The old man chuckled. “You would have, you viper. You would have.”

“So what happened?” Jacob asked.

“You want to know whether it made me blind, don’t you?” The old man asked, sternly. “Don’t you?”

Jacob swallowed. “I do, I’m afraid.”

“I only wish it had,” the man said. “Our sacrifice was deemed unfit, though it burned ever so brightly.

“One of my friends could only speak in screeched obscenities – such things as even the sailors at the docks would blush to hear. The other could hear nothing but screaming. Eternal, endless screaming.”

Munro, Jacob noticed, was bowing his head, almost as if praying.

“As for me,” the old man continued. “I could only see the worst. Every person sneered at me, exposed themselves to me. They were hallucinations, I knew, but harsh ones. I could not read. Words jumbled on the page in front of me, contorting into expressions of filth. The walls ran with blood or vomit or mucus – everywhere I looked I saw only the worst things possible.”

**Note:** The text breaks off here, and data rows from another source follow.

impl BrokerState {
    /// Route a message through an exchange onto every matching queue.
    fn route(
        &mut self,
        exchange: &str,
        routing_key: &str,
        envelope: MessageEnvelope,
        effects: &mut Vec<Enqueued>,
    ) -> Result<usize, BrokerError> {
        let kind = self
            .exchanges
            .get(exchange)
            .map(|e| e.kind)
            .ok_or_else(|| BrokerError::ExchangeNotFound(exchange.to_string()))?;

        // A queue bound through several matching patterns gets one copy.
        let targets: BTreeSet<String> = self
            .bindings
            .iter()
            .filter(|(ex, pattern, _)| ex == exchange && routing::matches(kind, pattern, routing_key))
            .map(|(_, _, queue)| queue.clone())
            .collect();

        for queue in &targets {
            self.next_seq += 1;
            let seq = self.next_seq;
            if let Some(queue_state) = self.queues.get_mut(queue) {
                queue_state.ready.push_back(StoredMessage {
                    seq,
                    exchange: exchange.to_string(),
                    routing_key: routing_key.to_string(),
                    redelivered: false,
                    envelope: envelope.clone(),
                });
                effects.push(Enqueued {
                    queue: queue.clone(),
                    seq,
                    ttl: queue_state.spec.message_ttl,
                    notify: Arc::clone(&queue_state.notify),
                });
            }
        }
        Ok(targets.len())
    }

    /// Route a rejected or expired message through its queue's dead-letter
    /// target. Dropped when the queue has none.
    fn dead_letter(
        &mut self,
        queue: &str,
        message: StoredMessage,
        reason: &str,
        effects: &mut Vec<Enqueued>,
    ) {
        let target = self
            .queues
            .get(queue)
            .and_then(|q| q.spec.dead_letter.clone());
        let Some(target) = target else {
            debug!(queue, reason, message_id = %message.envelope.message_id(), "Message discarded, no dead-letter target");
            return;
        };

        let routing_key = target.routing_key.unwrap_or(message.routing_key);
        let envelope = message
            .envelope
            .with_header(HEADER_DEATH_REASON, reason)
            .with_header(HEADER_DEATH_QUEUE, queue);

        trace!(queue, reason, exchange = %target.exchange, %routing_key, "Dead-lettering message");
        if let Err(e) = self.route(&target.exchange, &routing_key, envelope, effects) {
            warn!(queue, error = %e, "Dead-letter exchange missing, message dropped");
        }
    }
}

impl Shared {
    /// Wake consumers and arm TTL timers for newly enqueued messages.
    fn apply(shared: &Arc<Self>, effects: Vec<Enqueued>) {
        for enqueued in effects {
            enqueued.notify.notify_waiters();
            if let Some(ttl) = enqueued.ttl {
                Self::schedule_expiry(Arc::downgrade(shared), enqueued.queue, enqueued.seq, ttl);
            }
        }
    }

    fn schedule_expiry(shared: Weak<Self>, queue: String, seq: u64, ttl: Duration) {
        let Ok(handle) = tokio::runtime::Handle::try_current() else {
            warn!(%queue, "No async runtime, message TTL will not be enforced");
            return;
        };
        handle.spawn(async move {
            tokio::time::sleep(ttl).await;
            if let Some(shared) = shared.upgrade() {
                shared.expire(&queue, seq);
            }
        });
    }

    /// Expire a message if it is still waiting on its queue.
    fn expire(self: &Arc<Self>, queue: &str, seq: u64) {
        if self.closed.load(Ordering::Acquire) {
            return;
        }
        let mut effects = Vec::new();
        {
            let mut state = self.state.lock();
            let Some(queue_state) = state.queues.get_mut(queue) else {
                return;
            };
            let Some(position) = queue_state.ready.iter().position(|m| m.seq == seq) else {
                return;
            };
            let Some(message) = queue_state.ready.remove(position) else {
                return;
            };
            state.dead_letter(queue, message, "expired", &mut effects);
        }
        Self::apply(self, effects);
    }

    fn take(self: &Arc<Self>, queue: &str, consumer_id: u64, prefetch: usize) -> Take {
        if self.closed.load(Ordering::Acquire) {
            return Take::Closed;
        }
        let mut state = self.state.lock();
        state.next_tag += 1;
        let tag = state.next_tag;

        let Some(queue_state) = state.queues.get_mut(queue) else {
            return Take::Closed;
        };
        let in_flight = queue_state
            .unacked
            .values()
            .filter(|f| f.consumer_id == consumer_id)
            .count();
        if in_flight >= prefetch {
            return Take::Empty;
        }
        let Some(message) = queue_state.ready.pop_front() else {
            return Take::Empty;
        };

        let delivery = Delivery::new(
            tag,
            queue,
            message.exchange.clone(),
            message.routing_key.clone(),
            message.redelivered,
            message.envelope.clone(),
            Box::new(MemoryAcker {
                shared: Arc::clone(self),
                queue: queue.to_string(),
                tag,
            }),
        );
        queue_state
            .unacked
            .insert(tag, InFlight { consumer_id, message });
        Take::Delivery(delivery)
    }

    fn settle(self: &Arc<Self>, queue: &str, tag: u64, settlement: Settlement) -> Result<(), BrokerError> {
        if self.closed.load(Ordering::Acquire) {
            return Err(BrokerError::ChannelClosed);
        }
        let mut effects = Vec::new();
        let notify = {
            let mut state = self.state.lock();
            let queue_state = state
                .queues
                .get_mut(queue)
                .ok_or_else(|| BrokerError::QueueNotFound(queue.to_string()))?;
            let in_flight = queue_state
                .unacked
                .remove(&tag)
                .ok_or(BrokerError::AlreadySettled { tag })?;
            let notify = Arc::clone(&queue_state.notify);

            let mut message = in_flight.message;
            match settlement {
                Settlement::Ack => {}
                Settlement::Requeue => {
                    message.redelivered = true;
                    queue_state.ready.push_front(message);
                }
                Settlement::Reject => state.dead_letter(queue, message, "rejected", &mut effects),
            }
            notify
        };
        // A prefetch slot is free either way.
        notify.notify_waiters();
        Self::apply(self, effects);
        Ok(())
    }

    /// Return a departed consumer's unsettled deliveries to the head of the
    /// queue in their original order.
    fn cancel_consumer(&self, queue: &str, consumer_id: u64) {
        let mut state = self.state.lock();
        let Some(queue_state) = state.queues.get_mut(queue) else {
            return;
        };
        let tags: Vec<u64> = queue_state
            .unacked
            .iter()
            .filter(|(_, f)| f.consumer_id == consumer_id)
            .map(|(tag, _)| *tag)
            .collect();
        if tags.is_empty() {
            return;
        }

        let mut returned: Vec<StoredMessage> = tags
            .into_iter()
            .filter_map(|tag| queue_state.unacked.remove(&tag))
            .map(|f| f.message)
            .collect();
        returned.sort_by_key(|m| m.seq);
        for mut message in returned.into_iter().rev() {
            message.redelivered = true;
            queue_state.ready.push_front(message);
        }
        debug!(queue, consumer_id, "Consumer cancelled, unsettled deliveries requeued");
        queue_state.notify.notify_waiters();
    }
}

The old man took off his glasses, revealing empty eye sockets. He held up one hand, nerves and sinews taut, turned the fingers towards his face and hissed, dragging the fingers down his cheeks.

Jacob gulped.

“The pain,” the old man said, “was intolerable. The suffering endless. But the relief undeniable.”

They sat in silence for a while.

The old man chuckled.

“Off you go then,” he said. “Don’t let me keep you. You’ve had your lesson, no doubt. But keep an eye on this one.”

“On Mr Munro?” Jacob asked.

The old man smiled. Munro looked up.

“It took me twenty two years to translate the book fully,” he said. “Enough that I could understand what had happened, anyway. I had no chance of reversing things by now, of course, but I did what I could.”

“You did nothing,” the old man said. “That was all you could do, of course, for there was nothing to be done.”

“I did what I could, father,” Munro replied. “That’s all.”

“And now you run our shop.”

“Yes.”

“The shop we founded together.”

“Yes.”

Jacob was nonplussed. Munro seemed crushed.

“You haven’t told him, have you?”

“Told me what?” Jacob asked.

Munro silently handed Jacob a business card.

“E Munro and son,” it read. “Established 1807.”